BARRAS, revenant avec madame Bonaparte.

Qu'est-ce donc que ce tête à tête avec notre président, notre belle Athénienne? voudriez-vous le séduire? ou bien gouverner l'empire comme une autre Aspasie[56]?

MADAME TALLIEN.

Oh! ni l'un ni l'autre! J'avais seulement avec le directeur une explication sur une amitié à laquelle il ne veut pas croire et que je voulais lui démontrer... Mais, à propos, avez-vous trouvé Bourdon?

MADAME BONAPARTE.

Mon Dieu, oui! et il ne sait rien! rien du tout... C'est un vrai malheur de plus que de telles inquiétudes!... Lucien et Joseph sont ici; mais comment m'adresser à eux?... ils me repousseraient.

MADAME TALLIEN.

Écoutez, ma chère Joséphine: demain, vers deux heures, donnez-moi une tasse de chocolat dans votre délicieuse petite chambre de la rue Chantereine, et là nous causerons affaires tant que vous le voudrez.
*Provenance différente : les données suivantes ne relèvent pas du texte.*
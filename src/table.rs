//! Result tables produced by the aggregators
//!
//! A table is write-once: rows keep construction order and are never sorted.
//! Several aggregator outputs with the same headers can be concatenated with
//! [`ResultTable::append`].

use crate::error::{AnalysisError, Result};
use serde::{Deserialize, Serialize};

/// One formatted row
#[derive(Debug, Clone, PartialEq, Eq, Serialize, Deserialize)]
pub struct TableRow {
    pub cells: Vec<String>,
    /// The row closes a visual group (a rule is drawn below it)
    pub divider: bool,
}

/// Ordered, formatted output of one aggregation
#[derive(Debug, Clone, PartialEq, Eq, Serialize, Deserialize)]
pub struct ResultTable {
    pub headers: Vec<String>,
    pub rows: Vec<TableRow>,
}

impl ResultTable {
    pub fn new<S: Into<String>>(headers: impl IntoIterator<Item = S>) -> Self {
        Self {
            headers: headers.into_iter().map(Into::into).collect(),
            rows: Vec::new(),
        }
    }

    pub fn push_row(&mut self, cells: Vec<String>, divider: bool) {
        debug_assert_eq!(cells.len(), self.headers.len());
        self.rows.push(TableRow { cells, divider });
    }

    /// Flag the current last row as closing its group
    pub fn mark_last_divider(&mut self) {
        if let Some(last) = self.rows.last_mut() {
            last.divider = true;
        }
    }

    /// Append another table's rows; headers must match exactly
    pub fn append(&mut self, other: ResultTable) -> Result<()> {
        if self.headers != other.headers {
            return Err(AnalysisError::HeaderMismatch {
                expected: self.headers.clone(),
                found: other.headers,
            });
        }
        self.rows.extend(other.rows);
        Ok(())
    }

    /// Concatenate tables in order; `None` for an empty input
    pub fn concat(tables: impl IntoIterator<Item = ResultTable>) -> Result<Option<ResultTable>> {
        let mut merged: Option<ResultTable> = None;
        for table in tables {
            match merged.as_mut() {
                Some(acc) => acc.append(table)?,
                None => merged = Some(table),
            }
        }
        Ok(merged)
    }

    pub fn len(&self) -> usize {
        self.rows.len()
    }

    pub fn is_empty(&self) -> bool {
        self.rows.is_empty()
    }

    /// Row indices that carry a divider
    pub fn divider_positions(&self) -> Vec<usize> {
        self.rows
            .iter()
            .enumerate()
            .filter(|(_, row)| row.divider)
            .map(|(i, _)| i)
            .collect()
    }
}

/// A table with the report title it is printed under
#[derive(Debug, Clone, PartialEq, Eq, Serialize, Deserialize)]
pub struct TitledTable {
    pub title: String,
    #[serde(flatten)]
    pub table: ResultTable,
}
Mais croyez bien que je serai sévère pour ce soir: plus d'affaire, plus de pensées sérieuses. Allons! Barras, le souper sera-t-il bientôt servi?

BARRAS.

Mais voulez-vous souper avec la foule? n'est-il pas convenu que nous soupons dans mon petit salon? J'ai donné les ordres, et l'on a mis seulement douze couverts.